- REQUIRED WORK -
Go through the listing below and return each line that includes "iter".

_ _ _ _ _ _ _

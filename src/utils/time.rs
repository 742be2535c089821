use rand::Rng;
use std::time::Duration;
use crate::config::ScrapeConfig;

pub async fn sleep_with_jitter(base_ms: u64, jitter_ms: u64) {
    let jitter = if jitter_ms == 0 {
        0
    } else {
        rand::rng().random_range(0..=jitter_ms)
    };
    let total = base_ms + jitter;
    if total == 0 {
        return;
    }
    tokio::time::sleep(Duration::from_millis(total)).await;
}

/// The fixed pause observed between two requests to the provider.
pub async fn rate_limit_pause(config: &ScrapeConfig) {
    sleep_with_jitter(config.request_delay_ms, config.delay_jitter_ms).await;
}

#[cfg(test)]
mod tests {
    use super::*;
    use std::time::Instant;

    #[tokio::test]
    async fn zero_delay_returns_immediately() {
        let config = ScrapeConfig {
            request_delay_ms: 0,
            ..ScrapeConfig::default()
        };
        let started = Instant::now();
        rate_limit_pause(&config).await;
        assert!(started.elapsed() < Duration::from_millis(50));
    }

    #[tokio::test]
    async fn waits_at_least_the_base_delay() {
        let started = Instant::now();
        sleep_with_jitter(20, 5).await;
        let elapsed = started.elapsed();
        assert!(elapsed >= Duration::from_millis(20), "{elapsed:?}");
    }
}
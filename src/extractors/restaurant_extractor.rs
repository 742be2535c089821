use serde::Deserialize;
use serde_json::Value;
use tracing::{debug, warn};
use crate::extractors::validator::{section_body, section_id, sections};
use crate::models::{Coordinate, RestaurantInfo, RestaurantRecord};

/// Section id of the card that carries the restaurant grid.
pub const RESTAURANT_GRID_CARD_ID: &str = "restaurant_grid_listing_v2";

/// Restaurants listed on one page, in page order. Entities that cannot be read are skipped.
pub fn extract_restaurants(page: &Value, found_at: Coordinate) -> Vec<RestaurantRecord> {
    let Ok(sections) = sections(page) else {
        return Vec::new();
    };

    let mut records = Vec::new();
    for section in sections.iter().filter(|s| section_id(s) == Some(RESTAURANT_GRID_CARD_ID)) {
        let entities = section_body(section)
            .and_then(|body| body.pointer("/gridElements/infoWithStyle/restaurants"))
            .and_then(Value::as_array);

        let Some(entities) = entities else {
            warn!(
                lat = found_at.lat,
                lng = found_at.lng,
                "Restaurant grid card without a restaurant list"
            );
            continue;
        };

        debug!(
            lat = found_at.lat,
            lng = found_at.lng,
            count = entities.len(),
            "Restaurant grid found"
        );

        for entity in entities {
            match parse_entity(entity) {
                Ok(info) => records.push(RestaurantRecord::from_info(info, found_at)),
                Err(e) => warn!(error = %e, "Skipping unreadable restaurant entry"),
            }
        }
    }

    records
}

fn parse_entity(entity: &Value) -> Result<RestaurantInfo, String> {
    let info = entity.get("info").ok_or("entry without 'info' block")?;
    RestaurantInfo::deserialize(info).map_err(|e| e.to_string())
}
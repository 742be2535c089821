use serde::Deserialize;
use serde_json::Value;
use tracing::warn;
use crate::extractors::validator::section_body;
use crate::models::{MenuItemInfo, MenuItemRecord};

/// Flattens the `groupedCard` category tree of a menu document into item rows.
///
/// A section that cannot be read is skipped as a whole; its siblings are still read.
pub fn extract_menu_items(restaurant_id: &str, sections: &[Value]) -> Vec<MenuItemRecord> {
    let mut items = Vec::new();

    for grouped in sections.iter().filter_map(|section| section.get("groupedCard")) {
        let Some(categories) = grouped
            .pointer("/cardGroupMap/REGULAR/cards")
            .and_then(Value::as_array)
        else {
            warn!(restaurant_id = restaurant_id, "Grouped menu card without REGULAR categories");
            continue;
        };

        for (index, category) in categories.iter().enumerate() {
            match parse_category(restaurant_id, category) {
                Ok(parsed) => items.extend(parsed),
                Err(e) => warn!(
                    restaurant_id = restaurant_id,
                    section = index,
                    error = %e,
                    "Error processing menu section"
                ),
            }
        }
    }

    items
}

fn parse_category(restaurant_id: &str, category: &Value) -> Result<Vec<MenuItemRecord>, String> {
    let body = section_body(category).ok_or("section without card body")?;

    // Headers, carousels and nested category groups carry no `itemCards`.
    let Some(item_cards) = body.get("itemCards") else {
        return Ok(Vec::new());
    };
    let item_cards = item_cards.as_array().ok_or("'itemCards' is not a list")?;

    item_cards
        .iter()
        .map(|item| -> Result<MenuItemRecord, String> {
            let info = item.pointer("/card/info").ok_or("item card without 'info'")?;
            let info = MenuItemInfo::deserialize(info).map_err(|e| e.to_string())?;
            Ok(MenuItemRecord::from_info(restaurant_id, info))
        })
        .collect()
}
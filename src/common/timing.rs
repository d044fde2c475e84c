// src/common/timing.rs

use core::time::Duration;

// === Scheduler periods ===

/// Period of the clock tick (date display, day-boundary check).
pub const CLOCK_TICK_PERIOD: Duration = Duration::from_secs(1);
/// Period of the transport poll tick (framing + event dispatch).
pub const POLL_TICK_PERIOD: Duration = Duration::from_millis(100);

// === Serial link ===

/// Baud rate the fixture firmware talks at (8N1).
pub const DEFAULT_BAUD_RATE: u32 = 115_200;
/// Size of the scratch buffer used for one `read_available` call.
pub const READ_CHUNK_SIZE: usize = 256;
/// Largest partial line the frame reader keeps while waiting for `\n`.
/// A longer run without a newline is dropped and framing resynchronises
/// on the next newline.
pub const FRAME_BUFFER_CAPACITY: usize = 1024;

// === Fixture layout ===

/// Number of sensor positions reported in a `data=` payload by current firmware
/// (`s1,s2,s3,adc1,adc2`). Older fixtures reported 4.
pub const DEFAULT_SENSOR_COUNT: usize = 5;

// === Display ===

/// Number of received lines kept for the operator log view.
pub const LOG_HISTORY_LINES: usize = 20;
// src/lib.rs

#![no_std] // Specify no_std at the crate root

extern crate alloc;

#[cfg(feature = "std")]
extern crate std;

pub mod common;
pub mod controller;
pub mod link;
pub mod station;
pub mod store;

// Re-export key types for convenience
pub use common::{ProtocolEvent, StationError, StatusSnapshot};
pub use controller::{StationObserver, TestStation};
pub use link::{LinkStatus, SerialLink};
pub use station::{Station, UnitPassed};
pub use store::StationStore;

_ _ _ _ _ _ _

- RESPONSE -
    for section in sections.iter().filter(|s| section_id(s) == Some(RESTAURANT_GRID_CARD_ID)) {
    for grouped in sections.iter().filter_map(|section| section.get("groupedCard")) {
        for (index, category) in categories.iter().enumerate() {
        .iter()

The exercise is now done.